En los baños al aire libre de Budapest, hace años, vi venir desde el fondo de la piscina de aguas calientes unos sujetos aborrecibles de los que había huido poco antes. Por azar ahora estaban allí; los saludé todo turbado si bien los encontré cambiados, gracias, creo, al beneficio de las aguas medicinales. Me hizo gracia el encuentro. En Hierápolis, Turquía, logré sumergirme en la antigua piscina romana, donde había que sortear columnas y capiteles hundidos; la historia en sus transparentes aguas surcadas de ruinas, me condujeron al mundo de los privilegios elementales. No hay que ser un aristócrata: las aguas privilegiadas ciertas veces escapan al control de lo privado. Es el caso de las termas dei Papi, cerca de Roma, donde la gente en una suerte de secreta fraternidad felliniana acude a las pozas “libres” de aguas sulfurosas que brotan en mitad de los campos.

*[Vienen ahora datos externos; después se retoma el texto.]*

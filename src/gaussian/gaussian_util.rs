/*
 * // Copyright (c) Radzivon Bartoshyk. All rights reserved.
 * //
 * // Redistribution and use in source and binary forms, with or without modification,
 * // are permitted provided that the following conditions are met:
 * //
 * // 1.  Redistributions of source code must retain the above copyright notice, this
 * // list of conditions and the following disclaimer.
 * //
 * // 2.  Redistributions in binary form must reproduce the above copyright notice,
 * // this list of conditions and the following disclaimer in the documentation
 * // and/or other materials provided with the distribution.
 * //
 * // 3.  Neither the name of the copyright holder nor the names of its
 * // contributors may be used to endorse or promote products derived from
 * // this software without specific prior written permission.
 * //
 * // THIS SOFTWARE IS PROVIDED BY THE COPYRIGHT HOLDERS AND CONTRIBUTORS "AS IS"
 * // AND ANY EXPRESS OR IMPLIED WARRANTIES, INCLUDING, BUT NOT LIMITED TO, THE
 * // IMPLIED WARRANTIES OF MERCHANTABILITY AND FITNESS FOR A PARTICULAR PURPOSE ARE
 * // DISCLAIMED. IN NO EVENT SHALL THE COPYRIGHT HOLDER OR CONTRIBUTORS BE LIABLE
 * // FOR ANY DIRECT, INDIRECT, INCIDENTAL, SPECIAL, EXEMPLARY, OR CONSEQUENTIAL
 * // DAMAGES (INCLUDING, BUT NOT LIMITED TO, PROCUREMENT OF SUBSTITUTE GOODS OR
 * // SERVICES; LOSS OF USE, DATA, OR PROFITS; OR BUSINESS INTERRUPTION) HOWEVER
 * // CAUSED AND ON ANY THEORY OF LIABILITY, WHETHER IN CONTRACT, STRICT LIABILITY,
 * // OR TORT (INCLUDING NEGLIGENCE OR OTHERWISE) ARISING IN ANY WAY OUT OF THE USE
 * // OF THIS SOFTWARE, EVEN IF ADVISED OF THE POSSIBILITY OF SUCH DAMAGE.
 */

/// Computes sigma from kernel size
///
/// This is the conventional default used when no sigma is given:
/// `0.3 * ((size - 1) * 0.5 - 1) + 0.8`.
pub fn sigma_size(kernel_size: f64) -> f64 {
    let safe_kernel_size = if kernel_size <= 1. { 2. } else { kernel_size };
    0.3 * ((safe_kernel_size - 1.) * 0.5 - 1.) + 0.8
}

En medio de todo este deseo restaurador, con la sospecha de que nunca lograremos la verdadera paz, me sobrevino el terror pánico. Pensaba en películas como La forma del agua, de Guillermo del Toro, o La vida de Pi, de Ang Lee. Siempre el agua tranquila, calmada, lenta, que anticipa la tragedia acuosa. Tampoco hace falta que nos absorba un tifón. En mar abierto, en las barreras coralinas de Trinidad, en Cuba, una barcaza conducida por tipo estrafalario, me condujo hace tiempo a una inmersión donde, rodeado de tanta belleza submarina, pensé que aparecería el tiburón, pero que yo me dejaría devorar, a conciencia de que ya había entrevisto la belleza suprema.

Empero, sin llegar a estas emociones, intransferibles, en los balnearios de las montañas uno puede disfrutar de la calma hurtada a las ciudades. Benditos sean los balnearios. Quisiera haberles hablado de esa política que nos enerva, pero de verdad no he podido.